Using the records below, copy out exactly the line that contains "pub fn add_object(&mut" and every line that follows it, up to and including the last, and no others.

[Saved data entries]
>>>>
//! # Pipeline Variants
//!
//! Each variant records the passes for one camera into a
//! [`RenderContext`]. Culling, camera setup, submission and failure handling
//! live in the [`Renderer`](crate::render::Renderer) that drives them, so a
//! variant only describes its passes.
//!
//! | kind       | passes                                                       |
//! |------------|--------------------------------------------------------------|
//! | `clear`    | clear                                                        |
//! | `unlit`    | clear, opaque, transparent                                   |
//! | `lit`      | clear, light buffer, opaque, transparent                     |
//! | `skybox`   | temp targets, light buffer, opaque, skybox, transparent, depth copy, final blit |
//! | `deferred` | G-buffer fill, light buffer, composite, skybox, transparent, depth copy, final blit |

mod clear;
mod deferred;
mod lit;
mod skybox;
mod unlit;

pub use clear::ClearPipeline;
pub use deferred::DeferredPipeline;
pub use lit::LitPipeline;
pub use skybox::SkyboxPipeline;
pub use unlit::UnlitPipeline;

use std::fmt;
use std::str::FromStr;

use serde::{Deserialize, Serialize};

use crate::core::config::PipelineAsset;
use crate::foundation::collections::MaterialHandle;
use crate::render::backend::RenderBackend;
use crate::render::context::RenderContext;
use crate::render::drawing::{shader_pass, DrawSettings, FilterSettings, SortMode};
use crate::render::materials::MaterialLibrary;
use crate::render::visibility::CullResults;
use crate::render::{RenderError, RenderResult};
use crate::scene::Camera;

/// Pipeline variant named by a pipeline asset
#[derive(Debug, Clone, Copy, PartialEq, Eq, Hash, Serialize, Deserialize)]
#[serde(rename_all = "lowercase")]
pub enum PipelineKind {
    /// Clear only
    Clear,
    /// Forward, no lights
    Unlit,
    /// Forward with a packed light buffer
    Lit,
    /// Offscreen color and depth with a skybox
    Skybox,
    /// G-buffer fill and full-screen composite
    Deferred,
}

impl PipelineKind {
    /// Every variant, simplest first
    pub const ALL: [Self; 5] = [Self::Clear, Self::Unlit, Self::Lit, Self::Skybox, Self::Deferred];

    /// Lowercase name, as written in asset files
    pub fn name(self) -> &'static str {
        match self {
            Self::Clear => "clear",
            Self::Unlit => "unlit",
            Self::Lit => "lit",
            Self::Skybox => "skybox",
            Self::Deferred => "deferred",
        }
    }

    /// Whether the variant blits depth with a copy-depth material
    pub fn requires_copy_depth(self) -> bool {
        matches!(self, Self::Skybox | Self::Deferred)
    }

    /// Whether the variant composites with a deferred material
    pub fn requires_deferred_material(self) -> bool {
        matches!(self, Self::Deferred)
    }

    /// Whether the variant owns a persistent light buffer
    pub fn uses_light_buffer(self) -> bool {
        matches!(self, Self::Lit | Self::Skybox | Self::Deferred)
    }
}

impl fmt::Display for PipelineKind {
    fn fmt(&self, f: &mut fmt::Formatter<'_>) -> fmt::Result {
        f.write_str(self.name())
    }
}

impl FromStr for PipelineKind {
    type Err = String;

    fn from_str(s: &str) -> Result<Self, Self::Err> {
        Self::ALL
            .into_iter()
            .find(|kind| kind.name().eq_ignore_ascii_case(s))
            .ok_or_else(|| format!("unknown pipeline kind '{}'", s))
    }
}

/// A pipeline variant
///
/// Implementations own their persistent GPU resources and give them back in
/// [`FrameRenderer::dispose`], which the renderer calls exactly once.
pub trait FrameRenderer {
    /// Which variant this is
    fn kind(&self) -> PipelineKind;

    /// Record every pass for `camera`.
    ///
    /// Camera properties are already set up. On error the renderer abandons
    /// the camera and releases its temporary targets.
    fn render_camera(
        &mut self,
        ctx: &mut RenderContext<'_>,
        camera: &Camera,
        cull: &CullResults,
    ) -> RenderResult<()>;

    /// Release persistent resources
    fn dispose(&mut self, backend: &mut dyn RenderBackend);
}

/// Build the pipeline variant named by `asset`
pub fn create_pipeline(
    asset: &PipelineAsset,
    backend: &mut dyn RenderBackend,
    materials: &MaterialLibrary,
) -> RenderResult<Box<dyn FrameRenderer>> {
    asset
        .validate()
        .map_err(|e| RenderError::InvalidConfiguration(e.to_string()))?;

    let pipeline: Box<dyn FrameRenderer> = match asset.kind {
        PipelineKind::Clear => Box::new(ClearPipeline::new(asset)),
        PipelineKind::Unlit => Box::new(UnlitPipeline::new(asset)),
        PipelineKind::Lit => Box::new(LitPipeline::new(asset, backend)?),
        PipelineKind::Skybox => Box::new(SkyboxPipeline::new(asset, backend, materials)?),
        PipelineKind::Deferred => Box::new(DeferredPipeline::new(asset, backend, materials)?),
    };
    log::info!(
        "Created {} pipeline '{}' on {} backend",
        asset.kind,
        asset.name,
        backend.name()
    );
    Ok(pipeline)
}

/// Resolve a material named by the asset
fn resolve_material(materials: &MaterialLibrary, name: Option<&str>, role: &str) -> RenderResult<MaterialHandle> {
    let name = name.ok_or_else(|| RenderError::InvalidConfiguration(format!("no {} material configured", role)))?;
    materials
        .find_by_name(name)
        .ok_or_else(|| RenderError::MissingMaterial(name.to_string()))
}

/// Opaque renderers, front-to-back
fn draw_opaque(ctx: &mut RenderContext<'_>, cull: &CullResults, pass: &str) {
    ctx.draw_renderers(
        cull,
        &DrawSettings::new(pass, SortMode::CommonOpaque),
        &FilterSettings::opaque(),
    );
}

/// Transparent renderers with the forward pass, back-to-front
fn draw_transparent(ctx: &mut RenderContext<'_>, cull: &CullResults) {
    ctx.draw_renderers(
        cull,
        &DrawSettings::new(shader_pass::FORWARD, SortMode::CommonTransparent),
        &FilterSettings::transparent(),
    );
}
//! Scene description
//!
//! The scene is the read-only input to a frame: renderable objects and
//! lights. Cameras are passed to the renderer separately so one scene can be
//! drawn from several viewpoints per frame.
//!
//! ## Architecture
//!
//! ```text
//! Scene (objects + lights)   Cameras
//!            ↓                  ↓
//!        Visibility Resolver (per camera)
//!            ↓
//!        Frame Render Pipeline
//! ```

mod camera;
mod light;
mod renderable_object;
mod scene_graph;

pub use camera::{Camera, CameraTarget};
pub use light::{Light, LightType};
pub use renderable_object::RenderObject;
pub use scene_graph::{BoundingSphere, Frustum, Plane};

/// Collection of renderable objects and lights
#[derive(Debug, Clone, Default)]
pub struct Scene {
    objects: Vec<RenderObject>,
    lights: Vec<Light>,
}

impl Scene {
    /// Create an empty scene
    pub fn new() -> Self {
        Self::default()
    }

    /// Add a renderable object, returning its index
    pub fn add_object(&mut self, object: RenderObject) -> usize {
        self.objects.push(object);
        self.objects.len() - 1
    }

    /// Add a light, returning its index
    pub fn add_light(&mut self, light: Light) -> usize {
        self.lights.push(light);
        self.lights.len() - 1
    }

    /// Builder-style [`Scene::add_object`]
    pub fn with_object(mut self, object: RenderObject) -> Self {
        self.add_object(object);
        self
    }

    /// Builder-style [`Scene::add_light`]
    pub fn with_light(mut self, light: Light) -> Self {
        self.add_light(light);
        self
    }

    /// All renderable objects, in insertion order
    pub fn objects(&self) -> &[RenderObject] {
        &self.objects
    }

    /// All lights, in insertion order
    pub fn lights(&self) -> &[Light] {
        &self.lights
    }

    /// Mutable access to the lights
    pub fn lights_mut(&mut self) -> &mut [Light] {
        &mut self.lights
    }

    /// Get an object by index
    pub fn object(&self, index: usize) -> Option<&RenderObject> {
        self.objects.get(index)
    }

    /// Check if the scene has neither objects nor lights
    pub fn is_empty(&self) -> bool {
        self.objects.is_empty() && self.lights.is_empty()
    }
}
<<<<
Written solution:
    pub fn add_object(&mut self, object: RenderObject) -> usize {
        self.objects.push(object);
        self.objects.len() - 1
    }

    /// Add a light, returning its index
    pub fn add_light(&mut self, light: Light) -> usize {
        self.lights.push(light);
        self.lights.len() - 1
    }

    /// Builder-style [`Scene::add_object`]
    pub fn with_object(mut self, object: RenderObject) -> Self {
        self.add_object(object);
        self
    }

    /// Builder-style [`Scene::add_light`]
    pub fn with_light(mut self, light: Light) -> Self {
        self.add_light(light);
        self
    }

    /// All renderable objects, in insertion order
    pub fn objects(&self) -> &[RenderObject] {
        &self.objects
    }

    /// All lights, in insertion order
    pub fn lights(&self) -> &[Light] {
        &self.lights
    }

    /// Mutable access to the lights
    pub fn lights_mut(&mut self) -> &mut [Light] {
        &mut self.lights
    }

    /// Get an object by index
    pub fn object(&self, index: usize) -> Option<&RenderObject> {
        self.objects.get(index)
    }

    /// Check if the scene has neither objects nor lights
    pub fn is_empty(&self) -> bool {
        self.objects.is_empty() && self.lights.is_empty()
    }
}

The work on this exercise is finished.